Oligocottus is a genus of marine ray-finned fishes belonging to the family Psychrolutidae, the marine sculpins. These sculpins are found in the northern and eastern Pacific Ocean.

==Taxonomy==
Oligocottus was first proposed as a monospecific genus in 1856 by the French biologist Charles Frédéric Girard when he described Oligocottus maculosus from Tomales Bay, San Francisco, California. The 5th edition of Fishes of the World classifies this genus within the subfamily Cottinae of the family Cottidae, however, other authors classify the genus within the subfamily Oligocottinae of the family Psychrolutidae. The genus has been found to be a monophyletic grouping with the saddleback sculpin as the more basal of the four species with the other three species creating a polytomy.

==Etymology==
Oligocottus prefixes oligos, meaning "small", with Cottus, the type species of the family Cottidae. This is an allusion to the small size of O. maculosus.

==Species==
There are four species listed in this genus:
- Oligocottus maculosus Girard, 1856 – Tidepool sculpin
- Oligocottus rimensis (Greeley, 1899) – Saddleback sculpin
- Oligocottus rubellio (Greeley, 1899) – Rosy sculpin
- Oligocottus snyderi Greeley, 1898 – Fluffy sculpin

==Characteristics==
Oligocottus sculpins are characterised within the sculpins by having the anus located immediately to the front of the origin of the anal fin, the intromittent organ of the males is shaped like a long, thin cone and the front rays of the males' anal fins are modified.

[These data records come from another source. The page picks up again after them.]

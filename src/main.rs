use clap::{Parser, Subcommand};
use inline_calc::{Lexer, Limits};
use miette::{IntoDiagnostic, Report, WrapErr};
use std::io::{self, Write};

#[derive(Parser, Debug)]
#[command(version, about, long_about = None)]
struct Cli {
    /// Longest accepted expression, in bytes.
    #[arg(long, global = true, default_value_t = Limits::DEFAULT_MAX_LEN)]
    max_len: usize,

    /// Deepest accepted nesting of sub-expressions.
    #[arg(long, global = true, default_value_t = Limits::DEFAULT_MAX_DEPTH)]
    max_depth: usize,

    #[command(subcommand)]
    command: Commands,
}

#[derive(Subcommand, Debug)]
enum Commands {
    /// Print the tokens of an expression, one per line.
    Tokenize { expression: String },
    /// Print the parsed expression as an S-expression.
    Parse { expression: String },
    /// Evaluate an expression.
    Eval { expression: String },
    /// Run the quick alphabet check on an expression.
    Check { expression: String },
    /// Read and evaluate expressions interactively.
    Calc,
}

fn main() -> miette::Result<()> {
    env_logger::init();
    let cli = Cli::parse();
    let limits = Limits {
        max_len: cli.max_len,
        max_depth: cli.max_depth,
    };

    match cli.command {
        Commands::Tokenize { expression } => {
            for token in Lexer::new(&expression) {
                let token = token.map_err(|e| with_source(e.into(), &expression))?;
                println!("{:?} {:?} @{}", token.kind, token.slice, token.offset);
            }
        }
        Commands::Parse { expression } => {
            let expr = inline_calc::parse(&expression, &limits)
                .map_err(|e| with_source(e, &expression))?;
            println!("{expr}");
        }
        Commands::Eval { expression } => {
            let value = inline_calc::evaluate_with(&expression, &limits)
                .map_err(|e| with_source(e, &expression))?;
            println!("{value}");
        }
        Commands::Check { expression } => {
            println!("{}", inline_calc::is_valid(&expression));
        }
        Commands::Calc => loop {
            print!("calc> ");
            io::stdout()
                .flush()
                .into_diagnostic()
                .wrap_err("flushing stdout failed")?;

            let mut input = String::new();
            let read = io::stdin()
                .read_line(&mut input)
                .into_diagnostic()
                .wrap_err("reading stdin failed")?;
            if read == 0 {
                break;
            }

            let input = input.trim();
            if input.is_empty() {
                continue;
            }
            if input.eq_ignore_ascii_case("exit") {
                break;
            }

            match inline_calc::evaluate_with(input, &limits) {
                Ok(value) => println!("{value}"),
                Err(err) => eprintln!("{:?}", with_source(err, input)),
            }
        },
    }

    Ok(())
}

fn with_source(err: inline_calc::EvalError, source: &str) -> Report {
    Report::new(err).with_source_code(source.to_string())
}
//! A cheap, advisory check that a string only uses the expression alphabet.
//!
//! This is not a syntax check. It never rejects an expression that
//! [`evaluate`](crate::evaluate) accepts, but it happily accepts nonsense
//! such as `1 ** 2` or `sin sin`. The parser stays the authority.

use crate::env::Environment;

const OPERATOR_CHARS: &str = "+-*/%^!(),|&~<>=";

/// Returns `true` when `text` consists solely of whitespace, operator
/// characters, number-shaped runs and names of built-ins.
pub fn is_valid(text: &str) -> bool {
    let env = Environment::global();
    let mut rest = text;

    while let Some(c) = rest.chars().next() {
        let len = if c.is_whitespace() || OPERATOR_CHARS.contains(c) {
            c.len_utf8()
        } else if c.is_ascii_digit() || c == '.' {
            run_len(rest, |c| c.is_ascii_alphanumeric() || c == '_' || c == '.')
        } else if c.is_ascii_alphabetic() {
            let len = run_len(rest, |c| c.is_ascii_alphanumeric() || c == '_');
            if !env.contains(&rest[..len]) {
                return false;
            }
            len
        } else if c == 'π' {
            c.len_utf8()
        } else {
            return false;
        };
        rest = &rest[len..];
    }

    !text.trim().is_empty()
}

fn run_len(s: &str, pred: impl Fn(char) -> bool) -> usize {
    s.find(|c: char| !pred(c)).unwrap_or(s.len())
}
use std::collections::HashMap;
use std::f64::consts;

use lazy_static::lazy_static;

/// A built-in function together with its fixed arity.
#[derive(Clone, Copy)]
pub enum Builtin {
    Unary(fn(f64) -> f64),
    Binary(fn(f64, f64) -> f64),
}

impl Builtin {
    pub fn arity(&self) -> usize {
        match self {
            Builtin::Unary(_) => 1,
            Builtin::Binary(_) => 2,
        }
    }

    /// Applies the function, or returns `None` when `args` does not match
    /// [`Builtin::arity`].
    pub fn call(&self, args: &[f64]) -> Option<f64> {
        match (self, args) {
            (Builtin::Unary(f), [x]) => Some(f(*x)),
            (Builtin::Binary(f), [x, y]) => Some(f(*x, *y)),
            _ => None,
        }
    }
}

impl std::fmt::Debug for Builtin {
    fn fmt(&self, f: &mut std::fmt::Formatter<'_>) -> std::fmt::Result {
        write!(f, "<builtin/{}>", self.arity())
    }
}

/// What a name refers to.
#[derive(Debug, Clone, Copy)]
pub enum Binding {
    Constant(f64),
    Function(Builtin),
}

/// The read-only table of names every expression can refer to.
#[derive(Debug)]
pub struct Environment {
    bindings: HashMap<&'static str, Binding>,
}

lazy_static! {
    static ref GLOBAL: Environment = Environment::builtins();
}

impl Environment {
    /// The process-wide table, built on first use.
    pub fn global() -> &'static Environment {
        &*GLOBAL
    }

    fn builtins() -> Self {
        let mut env = Self {
            bindings: HashMap::new(),
        };

        env.define("PI", Binding::Constant(consts::PI));
        env.define("π", Binding::Constant(consts::PI));
        env.define("E", Binding::Constant(consts::E));

        env.define_unary("abs", f64::abs);
        env.define_unary("sqrt", f64::sqrt);
        env.define_unary("sin", f64::sin);
        env.define_unary("cos", f64::cos);
        env.define_unary("tan", f64::tan);
        env.define_unary("asin", f64::asin);
        env.define_unary("acos", f64::acos);
        env.define_unary("atan", f64::atan);
        env.define_unary("ln", f64::ln);
        env.define_unary("log2", f64::log2);
        env.define_unary("log10", f64::log10);
        env.define_unary("exp", f64::exp);
        env.define_unary("round", round_half_up);
        env.define_unary("trunc", f64::trunc);
        env.define_unary("floor", f64::floor);
        env.define_unary("ceil", f64::ceil);
        env.define("log", Binding::Function(Builtin::Binary(log)));

        env
    }

    fn define(&mut self, name: &'static str, binding: Binding) {
        self.bindings.insert(name, binding);
    }

    fn define_unary(&mut self, name: &'static str, f: fn(f64) -> f64) {
        self.define(name, Binding::Function(Builtin::Unary(f)));
    }

    pub fn lookup(&self, name: &str) -> Option<Binding> {
        self.bindings.get(name).copied()
    }

    pub fn contains(&self, name: &str) -> bool {
        self.bindings.contains_key(name)
    }
}

/// `log(base, value)`
fn log(base: f64, value: f64) -> f64 {
    value.ln() / base.ln()
}

/// Rounds to the nearest integer, ties toward positive infinity
/// (`2.5 -> 3`, `-2.5 -> -2`).
fn round_half_up(x: f64) -> f64 {
    let floor = x.floor();
    if x - floor >= 0.5 {
        floor + 1.0
    } else {
        floor
    }
}

#[cfg(test)]
mod tests {
    use super::*;

    fn function(name: &str) -> Builtin {
        match Environment::global().lookup(name) {
            Some(Binding::Function(f)) => f,
            other => panic!("`{name}` is not a function: {other:?}"),
        }
    }

    #[test]
    fn test_constants() {
        let env = Environment::global();
        assert!(matches!(env.lookup("PI"), Some(Binding::Constant(v)) if v == consts::PI));
        assert!(matches!(env.lookup("π"), Some(Binding::Constant(v)) if v == consts::PI));
        assert!(matches!(env.lookup("E"), Some(Binding::Constant(v)) if v == consts::E));
    }

    #[test]
    fn test_lookup_is_case_sensitive() {
        let env = Environment::global();
        assert!(env.lookup("pi").is_none());
        assert!(env.lookup("SIN").is_none());
        assert!(env.contains("sin"));
    }

    #[test]
    fn test_arities() {
        assert_eq!(function("sqrt").arity(), 1);
        assert_eq!(function("ln").arity(), 1);
        assert_eq!(function("log").arity(), 2);
    }

    #[test]
    fn test_log() {
        assert!((function("log").call(&[10.0, 1000.0]).unwrap() - 3.0).abs() < 1e-9);
        assert_eq!(function("log2").call(&[1024.0]), Some(10.0));
        assert!((function("ln").call(&[consts::E]).unwrap() - 1.0).abs() < 1e-12);
    }

    #[test]
    fn test_round_half_up() {
        assert_eq!(round_half_up(2.5), 3.0);
        assert_eq!(round_half_up(-2.5), -2.0);
        assert_eq!(round_half_up(3.14), 3.0);
        assert_eq!(round_half_up(2.718), 3.0);
        assert_eq!(round_half_up(-0.4), 0.0);
        assert!(round_half_up(-0.4).is_sign_positive());
    }

    #[test]
    fn test_wrong_argument_count_is_rejected() {
        assert_eq!(function("sin").call(&[1.0, 2.0]), None);
        assert_eq!(function("log").call(&[10.0]), None);
        assert_eq!(function("sqrt").call(&[]), None);
    }
}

These sculpins are small fishes, with the largest being the rosy sculpin with a maximum published total length of 10 cm.

==Distribution and habitat==
Oligocottus sculpins are found in the North Pacific, they are found off the along the Pacific coasts of North America from Alaska to Baja California. The tidepool sculpin has been reported from the Sea of Okhotsk and the Bering Sea but records west of the Gulf of Alaska are considered doubtful. They are found in the intertidal and subtidal zones and have the ability to breathe air.